Requirement: Repeat, please, only the lines from the top of the data down to the line with "transcription always has"; include both of those lines.

──────── Records shown ────────

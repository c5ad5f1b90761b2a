//! Audio extraction chain: produce a playable mono PCM WAV from a video.
//!
//! Four tiers run in order, each validated before acceptance: strict
//! transcode, lenient transcode tolerating corrupt input, stream-copy then
//! re-encode for containers whose audio codec cannot be read directly, and
//! synthetic silence as the terminal fallback so transcription always has
//! some input. Disk space is checked by the resource guard before each tier.

use async_trait::async_trait;
use std::path::Path;
use std::process::Stdio;
use std::sync::Arc;
use tokio::process::Command;

use crate::guard::{Admission, ResourceGuard};
use crate::media::{AssetKind, MediaAsset};
use crate::{PipelineError, PipelineResult};

/// Accepted audio must exceed the WAV header plus some payload
pub const MIN_AUDIO_BYTES: u64 = 1024;

/// Transcoded output is conservatively estimated at this multiple of the
/// source size
const EXTRACTION_SIZE_FACTOR: u64 = 3;

/// Duration of the synthetic silence fallback
const SILENCE_SECONDS: u32 = 10;

const SAMPLE_RATE: &str = "16000";

/// One tier in the extraction cascade
#[async_trait]
pub trait ExtractTier: Send + Sync {
    fn name(&self) -> &'static str;

    /// Rough output size used for the guard's admission check
    fn estimated_bytes(&self, video: &MediaAsset) -> u64 {
        video.size_bytes.saturating_mul(EXTRACTION_SIZE_FACTOR)
    }

    /// Produce the audio file at `dest`
    async fn run(&self, video: &MediaAsset, dest: &Path) -> anyhow::Result<()>;
}

/// Tier 1: strict transcode, hard failure on any decode error
pub struct StrictTranscodeTier;

#[async_trait]
impl ExtractTier for StrictTranscodeTier {
    fn name(&self) -> &'static str {
        "strict-transcode"
    }

    async fn run(&self, video: &MediaAsset, dest: &Path) -> anyhow::Result<()> {
        run_ffmpeg(&[
            "-y",
            "-i",
            &video.path.to_string_lossy(),
            "-vn",
            "-acodec",
            "pcm_s16le",
            "-ar",
            SAMPLE_RATE,
            "-ac",
            "1",
            &dest.to_string_lossy(),
        ])
        .await
    }
}

/// Tier 2: lenient transcode that tolerates corrupt input
pub struct LenientTranscodeTier;

#[async_trait]
impl ExtractTier for LenientTranscodeTier {
    fn name(&self) -> &'static str {
        "lenient-transcode"
    }

    async fn run(&self, video: &MediaAsset, dest: &Path) -> anyhow::Result<()> {
        run_ffmpeg(&[
            "-y",
            "-err_detect",
            "ignore_err",
            "-fflags",
            "+discardcorrupt",
            "-i",
            &video.path.to_string_lossy(),
            "-vn",
            "-acodec",
            "pcm_s16le",
            "-ar",
            SAMPLE_RATE,
            "-ac",
            "1",
            &dest.to_string_lossy(),
        ])
        .await
    }
}

/// Tier 3: stream-copy the audio track into an intermediate container, then
/// re-encode the intermediate
pub struct CopyThenReencodeTier;

#[async_trait]
impl ExtractTier for CopyThenReencodeTier {
    fn name(&self) -> &'static str {
        "copy-then-reencode"
    }

    async fn run(&self, video: &MediaAsset, dest: &Path) -> anyhow::Result<()> {
        let intermediate = dest.with_extension("mkv");

        let copy_result = run_ffmpeg(&[
            "-y",
            "-i",
            &video.path.to_string_lossy(),
            "-vn",
            "-acodec",
            "copy",
            &intermediate.to_string_lossy(),
        ])
        .await;

        if let Err(e) = copy_result {
            let _ = fs_err::remove_file(&intermediate);
            return Err(e);
        }

        let reencode_result = run_ffmpeg(&[
            "-y",
            "-i",
            &intermediate.to_string_lossy(),
            "-acodec",
            "pcm_s16le",
            "-ar",
            SAMPLE_RATE,
            "-ac",
            "1",
            &dest.to_string_lossy(),
        ])
        .await;

        let _ = fs_err::remove_file(&intermediate);
        reencode_result
    }
}

/// Tier 4, terminal fallback: synthetic silence of fixed short duration
pub struct SilenceTier;

#[async_trait]
impl ExtractTier for SilenceTier {
    fn name(&self) -> &'static str {
        "synthetic-silence"
    }

    fn estimated_bytes(&self, _video: &MediaAsset) -> u64 {
        // 16-bit mono PCM for a few seconds
        (SILENCE_SECONDS as u64) * 16_000 * 2
    }

    async fn run(&self, _video: &MediaAsset, dest: &Path) -> anyhow::Result<()> {
        run_ffmpeg(&[
            "-y",
            "-f",
            "lavfi",
            "-i",
            &format!("anullsrc=r={}:cl=mono", SAMPLE_RATE),
            "-t",
            &SILENCE_SECONDS.to_string(),
            "-acodec",
            "pcm_s16le",
            &dest.to_string_lossy(),
        ])
        .await
    }
}

async fn run_ffmpeg(args: &[&str]) -> anyhow::Result<()> {
    let output = Command::new("ffmpeg")
        .args(args)
        .stdout(Stdio::piped())
        .stderr(Stdio::piped())
        .output()
        .await?;

    if !output.status.success() {
        let error = String::from_utf8_lossy(&output.stderr);
        anyhow::bail!("ffmpeg failed: {}", error);
    }

    Ok(())
}

/// Ordered extraction cascade with per-tier admission checks
pub struct ExtractionChain {
    tiers: Vec<Box<dyn ExtractTier>>,
    guard: Arc<ResourceGuard>,
}

impl ExtractionChain {
    pub fn new(guard: Arc<ResourceGuard>) -> Self {
        Self {
            tiers: vec![
                Box::new(StrictTranscodeTier),
                Box::new(LenientTranscodeTier),
                Box::new(CopyThenReencodeTier),
                Box::new(SilenceTier),
            ],
            guard,
        }
    }

    pub fn with_tiers(guard: Arc<ResourceGuard>, tiers: Vec<Box<dyn ExtractTier>>) -> Self {
        Self { tiers, guard }
    }

    pub fn tier_names(&self) -> Vec<&'static str> {
        self.tiers.iter().map(|t| t.name()).collect()
    }

    /// Run the cascade, returning the first tier's output that validates
    pub async fn extract(
        &self,
        video: &MediaAsset,
        dest_dir: &Path,
    ) -> PipelineResult<MediaAsset> {
        let dest = dest_dir.join("audio.wav");
        let mut last_error = String::from("no extraction tier configured");

        for tier in &self.tiers {
            let estimate = tier.estimated_bytes(video);
            if let Admission::Deny(reason) = self.guard.admit(dest_dir, estimate) {
                return Err(PipelineError::ResourceExhausted(reason));
            }

            tracing::info!(tier = tier.name(), "Attempting audio extraction");

            if let Err(e) = tier.run(video, &dest).await {
                tracing::warn!(tier = tier.name(), error = %e, "Extraction tier failed");
                let _ = fs_err::remove_file(&dest);
                last_error = format!("{}: {}", tier.name(), e);
                continue;
            }

            match validate_audio(&dest) {
                Ok(()) => {
                    let asset = MediaAsset::from_path(dest, AssetKind::Audio)
                        .map_err(|e| PipelineError::ExtractionFailed(e.to_string()))?;
                    tracing::info!(
                        tier = tier.name(),
                        size = asset.size_bytes,
                        "Audio extraction succeeded"
                    );
                    return Ok(asset);
                }
                Err(e) => {
                    tracing::warn!(tier = tier.name(), error = %e, "Output failed validation");
                    let _ = fs_err::remove_file(&dest);
                    last_error = format!("{}: {}", tier.name(), e);
                }
            }
        }

        Err(PipelineError::ExtractionFailed(last_error))
    }
}

fn validate_audio(path: &Path) -> anyhow::Result<()> {
    let metadata = fs_err::metadata(path)?;
    if metadata.len() < MIN_AUDIO_BYTES {
        anyhow::bail!(
            "audio output {} too small: {} bytes",
            path.display(),
            metadata.len()
        );
    }
    Ok(())
}
use anyhow::Result;
use clap::Parser;
use indicatif::{ProgressBar, ProgressStyle};
use std::sync::Arc;
use std::time::Duration;
use tracing_subscriber::{layer::SubscriberExt, util::SubscriberInitExt};

use videodoc::acquire::AcquisitionChain;
use videodoc::extract::ExtractionChain;
use videodoc::guard::ResourceGuard;
use videodoc::jobs::{InMemoryJobStore, Orchestrator};
use videodoc::{utils, Cli, Commands, Config, JobStatus, Pipeline};

#[tokio::main]
async fn main() -> Result<()> {
    let cli = Cli::parse();

    // Initialize tracing
    let default_filter = if cli.verbose {
        "videodoc=debug"
    } else {
        "videodoc=info"
    };
    tracing_subscriber::registry()
        .with(
            tracing_subscriber::EnvFilter::try_from_default_env()
                .unwrap_or_else(|_| default_filter.into()),
        )
        .with(tracing_subscriber::fmt::layer())
        .init();

    // Check for required external dependencies (non-fatal in Docker)
    let missing_deps = utils::check_dependencies().await;
    if !missing_deps.is_empty() {
        eprintln!("⚠️  Dependency check warnings:");
        for dep in missing_deps {
            eprintln!("   • {}", dep);
        }
        eprintln!("   (Continuing anyway - tools may be available)");
    }

    let config = Config::load().await?;

    match cli.command {
        Commands::Process {
            source,
            output,
            max_frames,
            poll_interval_ms,
        } => {
            let mut config = config;
            if let Some(dir) = output {
                config.output_dir = dir;
            }
            if let Some(count) = max_frames {
                config.max_frames = count;
            }
            config.validate()?;

            let pipeline = Arc::new(Pipeline::from_config(&config)?);
            let store = Arc::new(InMemoryJobStore::new());
            let orchestrator = Orchestrator::start(pipeline, store, &config);

            let job_id = orchestrator.submit(&source).await?;
            tracing::info!(%job_id, "Submitted {}", source);

            let spinner = if cli.quiet {
                None
            } else {
                let spinner = ProgressBar::new_spinner();
                if let Ok(style) =
                    ProgressStyle::default_spinner().template("{spinner:.green} {msg}")
                {
                    spinner.set_style(style);
                }
                spinner.enable_steady_tick(Duration::from_millis(120));
                spinner.set_message("queued (0%)");
                Some(spinner)
            };

            loop {
                tokio::time::sleep(Duration::from_millis(poll_interval_ms)).await;

                let Some(job) = orchestrator.status(job_id).await else {
                    anyhow::bail!("job {} disappeared from the store", job_id);
                };

                if let Some(spinner) = &spinner {
                    spinner.set_message(format!("{} ({}%)", job.status, job.progress));
                }

                if !job.status.is_terminal() {
                    continue;
                }

                if let Some(spinner) = &spinner {
                    spinner.finish_and_clear();
                }

                match job.status {
                    JobStatus::Succeeded => match job.result {
                        Some(path) => println!("Document written to: {}", path.display()),
                        None => println!("Job succeeded"),
                    },
                    JobStatus::Failed => {
                        let kind = job
                            .error_kind
                            .map(|k| k.to_string())
                            .unwrap_or_else(|| "unknown".to_string());
                        let cause = job
                            .error
                            .unwrap_or_else(|| "no cause recorded".to_string());
                        anyhow::bail!("job failed ({}): {}", kind, cause);
                    }
                    _ => {}
                }
                break;
            }
        }
        Commands::Config { show } => {
            if show {
                config.display();
            } else {
                println!("Run `videodoc config --show` to print the effective configuration.");
                println!("Settings are read from ./config.yaml or the user config directory.");
            }
        }
        Commands::Sweep => {
            let guard = ResourceGuard::new(config.min_free_space_mb);
            let max_age = Duration::from_secs(config.sweep_max_age_seconds);

            let mut removed = 0;
            for dir in [&config.working_dir, &config.output_dir] {
                if dir.exists() {
                    removed += guard.sweep(dir, max_age)?;
                }
            }
            println!("Removed {} stale file(s)", removed);
        }
        Commands::Strategies => {
            let chain = AcquisitionChain::from_config(&config);
            println!("Acquisition strategies, in order:");
            for name in chain.strategy_names() {
                println!("  • {}", name);
            }

            let tiers =
                ExtractionChain::new(Arc::new(ResourceGuard::new(config.min_free_space_mb)));
            println!("Audio extraction tiers, in order:");
            for name in tiers.tier_names() {
                println!("  • {}", name);
            }
        }
    }

    Ok(())
}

────────

Exercise solution:
repository c5ad5f1b90761b2a
//! Audio extraction chain: produce a playable mono PCM WAV from a video.
//!
//! Four tiers run in order, each validated before acceptance: strict
//! transcode, lenient transcode tolerating corrupt input, stream-copy then
//! re-encode for containers whose audio codec cannot be read directly, and
//! synthetic silence as the terminal fallback so transcription always has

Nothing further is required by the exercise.